Klaus Müller, Präsident der Bundesnetzagentur (BNetzA), begrüßte die insgesamt deutlich angewachsene Orientierungshilfe: Das Gerek sichere damit das offene Netz, was auch der hiesigen Regulierungsbehörde helfen werde, die Netzneutralität zu gewährleisten. Die BNetzA hatte die auf dem deutschen Markt befindlichen Zero Rating-Optionen bereits Ende April mit Übergangsfristen untersagt. Vodafone brachte daraufhin Anfang Mai ein neues Mobilfunk-Portfolio auf den Markt, die Telekom zog einen Monat später nach. Beide Betreiber bieten ihren Kunden nun Tarife mit höheren Datenvolumina an. Der frühere Verbraucherschützer Müller sieht sich damit in seiner Kritik an Zero Rating bestätigt.

Grünen-Fraktionsvize Konstantin von Notz erinnerte gegenüber heise online daran, dass die EU-Kommission eine Pflicht für US-Plattformen wie Amazon, Apple, Google, Meta, Microsoft und Netflix plane, Geld für den Ausbau der Telekommunikationsinfrastruktur und den von ihnen produzierten Datenverkehr beizusteuern. Damit würde sie "die in der Vergangenheit gemachten Fehler" rund um die Netzneutralität wiederholen. Umso wichtiger sei es, dass die EU-Regulierer "die Vorgaben des EuGH entschlossen umsetzen und eine echte Netzneutralität sicherstellen". Die Kommission sollte ihren Teil dafür leisten, "das Urprinzip eines demokratischen und innovationsfreundlichen" Internets hochzuhalten.

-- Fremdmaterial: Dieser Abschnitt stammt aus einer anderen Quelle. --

impl EventsAndFaultsGen2 {
    fn array_sequence(version: Version) -> &'static [RecordArrayType] {
        use RecordArrayType::*;
        match version {
            Version::V1 => &[
                VuFaultRecord,
                VuEventRecord,
                VuOverSpeedingControlData,
                VuOverSpeedingEventRecord,
                VuTimeAdjustmentGnssRecord,
                VuTimeAdjustmentRecord,
            ],
            Version::V2 => &[
                VuFaultRecord,
                VuEventRecord,
                VuOverSpeedingControlData,
                VuOverSpeedingEventRecord,
                VuTimeAdjustmentRecord,
            ],
        }
    }

    pub fn unmarshal_value(value: &[u8], version: Version) -> Result<EventsAndFaultsGen2> {
        let mut reader = ArrayReader::new(value, "EventsAndFaults Gen2");
        let mut arrays = Vec::new();
        for expected in Self::array_sequence(version) {
            arrays.push(reader.opaque(*expected)?);
        }
        let signature = reader.signature()?;
        reader.finish()?;
        Ok(EventsAndFaultsGen2 {
            version,
            arrays,
            signature,
            raw_data: Some(value.to_vec()),
            authentication: None,
        })
    }

    pub fn data_size(&self) -> usize {
        self.arrays.iter().map(OpaqueRecordArray::size).sum()
    }

    pub fn marshal_value(&self) -> Vec<u8> {
        let mut canvas = raw_canvas(
            self.raw_data.as_deref(),
            self.data_size(),
            self.signature.len(),
        );
        for array in &self.arrays {
            paint_opaque(&mut canvas, array);
        }
        let mut out = canvas.into_bytes();
        out.extend_from_slice(&self.signature);
        out
    }
}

Bei den in der vorausgegangenen Konsultation aufgebrachten Aspekten von 5G und Netzinvestitionen ist das Gerek der Ansicht, dass die Verordnung über das offene Internet erheblichen Spielraum für die Einführung neuer Mobilfunktechnologien lässt. Es stellt angesichts Bedenken von Bürgerrechtlern klar, dass die neue Funktion Network Slicing grundsätzlich mit der Netzneutralität vereinbar sei. Jede Schicht kann dabei verschiedene Qualitätsmerkmale aufweisen, eine also etwa mit hohen Übertragungsraten auf Streaming, eine andere mit geringer Latenz auf Online-Spiele ausgerichtet sein. Auch angesichts des stärkeren Aufkommens von IPv6 und möglicher Zusatzfunktionen halten die Regulierer derzeit keine Änderungen an der Richtlinie für nötig.